Economists Say Rare-Earth Prices Would Climb Due To China And Myanmar

According to the Global Times, since China-Myanmar border gates reopened…

According to the Global Times, since China-Myanmar border gates reopened in late November, Myanmar has resumed exports of rare earths, and analysts say that the price of rare earths in China is likely to lower. However, price rises are possible in the long term because of China’s focus on carbon emission reductions.

Customs clearance for Myanmar’s rare-earth materials, which had been held up at border ports for months, started at the end of November, according to a manager of a state-owned rare-earth firm located in Ganzhou, East China’s Jiangxi Province, who is surnamed, Yang.

Coronavirus restrictions forced the closure of two China-Myanmar border crossings in late November, according to thehindu.com.

Around 11 kilometers away from Muse in northern Myanmar is the Kyin San Kyawt border gate, while the Chinshwehaw border gate is farther north.

Due to China’s reliance on Myanmar for rare-earth supplies, analysts believe the rapid restart of rare-earth commerce may indicate the willingness of the relevant businesses in both countries to begin conducting business.

According to an independent rare-earth industry researcher, Wu Chenhui, around half of China’s heavy rare earths, such as dysprosium and terbium, originate from Myanmar.

“As in Ganzhou, China, Myanmar’s rare-earth mines are comparable to China’s. After years of intensive growth, China has mastered several technologies and is now trying to shift its rare-earth industries from mass dumping to refined processing “Wu said.

For the time being, experts believe that the return of the rare-earth trade in China will lead to reduced prices in China, at least for the next several months. In Wu’s estimation, the reduction maybe 10 to 20 percent.

Praseodymium-neodymium alloy prices rose by 20% in November, while neodymium oxide prices rose by 16%, according to data from China’s bulk commodities information web 100ppi.com.

After a few months, economists predicted that prices would rise again because the fundamental upward trend had not yet been broken.

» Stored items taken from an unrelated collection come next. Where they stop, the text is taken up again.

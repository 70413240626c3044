use ndarray::Array1;

pub(crate) fn normalize_vector(vec: &Array1<f64>) -> Array1<f64> {
    let norm: f64 = vec.iter().map(|&x| x * x).sum::<f64>().sqrt();
    if norm > 1e-12 {
        vec / norm
    } else {
        Array1::zeros(vec.len())
    }
}

/// Numerically stable `ln(Σ exp(x_i))`.
pub(crate) fn log_sum_exp(values: &Array1<f64>) -> f64 {
    let max = values.iter().copied().fold(f64::NEG_INFINITY, f64::max);
    if !max.is_finite() {
        return max;
    }
    let sum: f64 = values.iter().map(|&x| (x - max).exp()).sum();
    max + sum.ln()
}
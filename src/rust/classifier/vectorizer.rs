use std::collections::{BTreeMap, BTreeSet};

use log::debug;
use ndarray::{Array1, Array2};

use super::error::ClassifierError;
use super::tokenizer::Tokenizer;
use super::utils::normalize_vector;

/// TF-IDF vector space learned from a training corpus.
///
/// Every distinct token of the corpus becomes one dimension. Indices are
/// assigned in sorted token order, so two vectorizers fitted on the same
/// texts always agree on the layout. Weights use smoothed IDF,
/// `ln((1 + n) / (1 + df)) + 1`, and every document vector is L2-normalized.
///
/// The vectorizer is read-only once fitted: `transform` only projects new
/// text into the learned space and never touches the vocabulary or IDF.
#[derive(Debug, Clone)]
pub struct TfIdfVectorizer {
    tokenizer: Tokenizer,
    vocabulary: BTreeMap<String, usize>,
    idf: Array1<f64>,
}

impl TfIdfVectorizer {
    /// Learns the vocabulary and IDF weights from `documents`.
    ///
    /// # Errors
    /// `BuildError` if there are no documents or no document yields a token.
    pub fn fit<S: AsRef<str>>(
        tokenizer: Tokenizer,
        documents: &[S],
    ) -> Result<Self, ClassifierError> {
        if documents.is_empty() {
            return Err(ClassifierError::BuildError(
                "Cannot fit vectorizer on an empty corpus".into(),
            ));
        }

        let mut document_frequency: BTreeMap<String, usize> = BTreeMap::new();
        for doc in documents {
            let unique: BTreeSet<String> = tokenizer.tokenize(doc.as_ref()).into_iter().collect();
            for token in unique {
                *document_frequency.entry(token).or_insert(0) += 1;
            }
        }

        if document_frequency.is_empty() {
            return Err(ClassifierError::BuildError(
                "Corpus produced an empty vocabulary".into(),
            ));
        }

        let n_documents = documents.len();
        let n = n_documents as f64;
        let idf = document_frequency
            .values()
            .map(|&df| ((1.0 + n) / (1.0 + df as f64)).ln() + 1.0)
            .collect::<Array1<f64>>();
        let vocabulary = document_frequency
            .into_keys()
            .enumerate()
            .map(|(idx, token)| (token, idx))
            .collect::<BTreeMap<_, _>>();

        debug!(
            "Fitted TF-IDF vectorizer: {} documents, {} terms",
            n_documents,
            vocabulary.len()
        );

        Ok(Self {
            tokenizer,
            vocabulary,
            idf,
        })
    }

    /// Projects `text` into the learned space. Unknown tokens are ignored;
    /// text with no known tokens maps to the zero vector.
    pub fn transform(&self, text: &str) -> Array1<f64> {
        let mut counts = Array1::<f64>::zeros(self.vocabulary.len());
        for token in self.tokenizer.tokenize(text) {
            if let Some(&idx) = self.vocabulary.get(&token) {
                counts[idx] += 1.0;
            }
        }
        let weighted = counts * &self.idf;
        normalize_vector(&weighted)
    }

    /// Transforms every document into one row of the returned matrix.
    pub fn transform_batch<S: AsRef<str>>(&self, documents: &[S]) -> Array2<f64> {
        let mut matrix = Array2::<f64>::zeros((documents.len(), self.vocabulary.len()));
        for (mut row, doc) in matrix.rows_mut().into_iter().zip(documents) {
            row.assign(&self.transform(doc.as_ref()));
        }
        matrix
    }

    pub fn vocabulary_size(&self) -> usize {
        self.vocabulary.len()
    }

    /// Vocabulary terms in index order
    pub fn vocabulary(&self) -> Vec<&str> {
        self.vocabulary.keys().map(String::as_str).collect()
    }

    pub fn index_of(&self, term: &str) -> Option<usize> {
        self.vocabulary.get(term).copied()
    }

    pub fn idf(&self) -> &Array1<f64> {
        &self.idf
    }
}

#[cfg(test)]
mod tests {
    use super::*;

    fn tokenizer() -> Tokenizer {
        Tokenizer::new(2).unwrap()
    }

    fn fitted(docs: &[&str]) -> TfIdfVectorizer {
        TfIdfVectorizer::fit(tokenizer(), docs).unwrap()
    }

    #[test]
    fn test_vocabulary_is_sorted() {
        let vectorizer = fitted(&["movie trailer", "funny movie"]);
        assert_eq!(vectorizer.vocabulary(), vec!["funny", "movie", "trailer"]);
        assert_eq!(vectorizer.index_of("movie"), Some(1));
        assert_eq!(vectorizer.index_of("concert"), None);
    }

    #[test]
    fn test_smoothed_idf() {
        let vectorizer = fitted(&["movie trailer", "funny movie"]);
        let movie = vectorizer.index_of("movie").unwrap();
        let funny = vectorizer.index_of("funny").unwrap();
        // present in both documents: ln(3/3) + 1
        assert!((vectorizer.idf()[movie] - 1.0).abs() < 1e-12);
        // present in one document: ln(3/2) + 1
        assert!((vectorizer.idf()[funny] - (1.5f64.ln() + 1.0)).abs() < 1e-12);
    }

    #[test]
    fn test_transform_is_l2_normalized() {
        let vectorizer = fitted(&["movie trailer", "funny movie"]);
        let vector = vectorizer.transform("Funny Movie Trailer");
        let norm: f64 = vector.iter().map(|x| x * x).sum::<f64>().sqrt();
        assert!((norm - 1.0).abs() < 1e-12);
    }

    #[test]
    fn test_unknown_tokens_give_zero_vector() {
        let vectorizer = fitted(&["movie trailer"]);
        assert!(vectorizer.transform("xyzzy qwerty").iter().all(|&x| x == 0.0));
        assert!(vectorizer.transform("").iter().all(|&x| x == 0.0));
    }

    #[test]
    fn test_transform_does_not_refit() {
        let vectorizer = fitted(&["movie trailer", "funny movie"]);
        let before = vectorizer.idf().clone();
        let _ = vectorizer.transform("trailer trailer trailer");
        assert_eq!(vectorizer.idf(), &before);
        assert_eq!(vectorizer.vocabulary_size(), 3);
    }

    #[test]
    fn test_transform_batch_rows() {
        let docs = ["movie trailer", "funny movie"];
        let vectorizer = fitted(&docs);
        let matrix = vectorizer.transform_batch(&docs);
        assert_eq!(matrix.dim(), (2, 3));
        assert_eq!(matrix.row(1), vectorizer.transform("funny movie"));
    }

    #[test]
    fn test_fit_rejects_empty_input() {
        let empty: [&str; 0] = [];
        assert!(TfIdfVectorizer::fit(tokenizer(), &empty).is_err());
        assert!(TfIdfVectorizer::fit(tokenizer(), &["a", "?"]).is_err());
    }
}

China’s upstream supply is increasing at an unprecedented rate, which may lead to short-term price declines, but the long-term trend is upward because of workforce shortages in the sector.

“Exports are expected to remain essentially flat. Although Chinese exporters may not be able to keep up with demand if overseas customers acquire huge quantities of rare earths, “one insider was quoted as saying.

Wu cited China’s growing demand for rare-earth ores and products as one of the main factors for the rising pricing. Products such as batteries and electric motors benefit from utilizing rare earths.

After the government increased rules to conserve rare-earth resources and ban low-price dumping of rare earths, the whole sector is aware of the value restoration of rare earths, said the narrator.

There have been no substantial changes in the supply structure of rare-earth minerals globally due to Myanmar’s return to exports to China.

Beijing is now seeking new methods to pressure the United States, as indicated by President Biden’s decision to retain some of the tariffs imposed by the Trump Administration in place. In the last several years, we’ve been warning about the possibility of China shutting off the supply of 17 rare earth metals vital to creating high-tech devices.

We revealed earlier this year that Beijing was secretly enforcing an export restriction on rare earths. Now, it seems that the CCP is seeking to strengthen state control over the production of rare earths to regulate better who obtains the metals.

The CCP is consolidating the assets of several state-owned companies to establish the China Rare Earth Group, which will mine rare earth metals. Jiangxi Province, where the new mining behemoth will be situated, has a wealth of resources required to manufacture chips and other components used in high-tech goods ranging from computers to military systems.

Up to 90% of the world’s supply of rare earth metals is controlled by China. Rare earth mining is very limited outside of China. The graph below provides some insight into where the remaining resources are found.

Some claim that China is losing its grip on the world market for rare earths, but this is just a fraction of the reality.

“Strategic ends” have always been a concern for Washington, and WSJ notes that this current drive to centralize rare earth supply comes at a time of “increasing sensitivities” toward the West. In addition to environmental concerns, Beijing has underlined that the development of new mines might contaminate whole communities.

Australia, a longtime US ally, has lately been a target of Beijing’s fury; therefore, the US has made some efforts to promote increased production of rare earths there. After signing a deal with Lynas Rare Earths in February, the US Defense Department described the business as “the biggest rare earth element mining and processing corporation outside of China.” It was agreed that Lynas would build a light rare-earth processing plant in Texas as part of this agreement. Rare-earth materials have also been named one of four sectors where President Biden needed more comprehensive policy choices to address supply chain risks.

In 2019, a rare earth refinery visit by President Xi was interpreted as proof that rare earth miners had finally “arrived,” to use ambiguous economic terminology.

As far as Beijing’s plans go, they’ve kept quiet. As stated by the state-run Global Times earlier this year, ‘China has no intention of using rare earths as a countermeasure against any nation.” However, when “foreign enterprises damage China’s interests,” this option remains open.